QSAR Study, Molecular Docking/Dynamics Simulations and ADME Prediction of 2-Phenyl-1H-Indole Derivatives as Potential Breast Cancer Inhibitors

Abstract

In the current investigation, QSAR studies have been performed on fifty-four analogs of the 2-phenyl-1H-indole analogs, which have antiproliferative activity against two cancer cells lines MDA MB231 and MCF-7.Partial least square (PLS) regression exhibited a good correlation between fitted and observed biological activities. The descriptive and predictive performances of QSAR models have been assessed and validated through internal and external validations. The leave-one-out cross-validation R2CV, the bootstrapping correlation coefficients R2boots and the predicted R2pred reveal a high predictive power for both models developed.

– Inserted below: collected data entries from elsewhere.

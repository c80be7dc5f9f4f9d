use std::fmt::Write;

use serenity::{
	all::{CommandInteraction, CommandOptionType},
	builder::{CreateCommand, CreateCommandOption},
};

use crate::{
	chatter::Chatter,
	context::Context,
	error::Result,
	leveling::LevelCurve,
	queries::{get_xp, rank_position},
	user_settings::private::is_private,
	util::{format_xp, is_shown, user_option, ReplyShortcuts},
};

pub async fn execute(context: Context<'_>, interaction: CommandInteraction) -> Result<()> {
	let Some(guild) = interaction.guild_id else {
		interaction
			.ephemeral_reply(context.http, "Ranks only exist in servers.")
			.await?;
		return Ok(());
	};
	let options = &interaction.data.options;
	let target = user_option(options, "user").unwrap_or(interaction.user.id);
	let targets_own = target == interaction.user.id;
	let is_public = is_shown(options);

	let name = if !targets_own || is_public {
		Some(context.get_user_name(guild, target).await)
	} else {
		None
	};

	if !targets_own && is_private(context.database, target).await? {
		let name = name.unwrap_or_default();
		interaction
			.reply(
				context.http,
				format!("{name}'s rank is set to private."),
				!is_public,
			)
			.await?;
		return Ok(());
	}

	let chatter = Chatter::new(guild, target);
	let Some(xp) = get_xp(context.database, chatter).await? else {
		let message = match name {
			Some(name) => format!("{name} has not earned any XP yet. 🤔"),
			None => String::from("You have not earned any XP yet. 🤔"),
		};
		interaction.reply(context.http, message, !is_public).await?;
		return Ok(());
	};
	let position = rank_position(context.database, chatter).await?;
	let recently_active = context.tracker.is_recently_active(guild, target).await;

	let output = describe_rank(
		context.tracker.curve(),
		name.as_deref(),
		xp,
		position,
		recently_active,
	);
	interaction.reply(context.http, output, !is_public).await?;
	Ok(())
}

fn describe_rank(
	curve: &LevelCurve,
	name: Option<&str>,
	xp: u64,
	position: u64,
	recently_active: bool,
) -> String {
	let level = curve.xp_to_level(xp);
	let mut output = match name {
		Some(name) => format!("{name} is level {level} with {}", format_xp(xp)),
		None => format!("You are level {level} with {}", format_xp(xp)),
	};
	write!(
		output,
		", #{position} in this server. {} to level {}.",
		format_xp(curve.xp_for_next_level(xp)),
		level + 1
	)
	.unwrap();
	if recently_active {
		output.push_str(" Recently active. 💬");
	}
	output
}

pub fn register() -> CreateCommand {
	CreateCommand::new("rank")
		.description("Check your level and XP, or someone else's.")
		.dm_permission(false)
		.add_option(
			CreateCommandOption::new(CommandOptionType::User, "user", "Whose rank to look at.")
				.required(false),
		)
		.add_option(
			CreateCommandOption::new(
				CommandOptionType::String,
				"show",
				"Whether to post the rank publicly.",
			)
			.add_string_choice("show", "show")
			.required(false),
		)
}
pub mod private;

Molecular docking/dynamics simulations results show that the ligands L39, L40, and L48 fit well in the pocket of the estrogen-α (PDB:1A52) and ligand L47 with the progesterone (PDB:1A28) confirmed by the high negative score values and by the several interactions ( H-bonds and hydrophobic interactions) which established between these ligands and the active site residues of both receptors. Finally, Drug-likeness and ADME prediction have revealed that the ligands L39, L40, and L48 complied with Lipinsky, Veber, and Egan rules that presented a good absorption and oral bioavailability, except the ligand L47. Clearly, this finding shows that these ligands could be used as potential precursors to developing breast cancer drugs.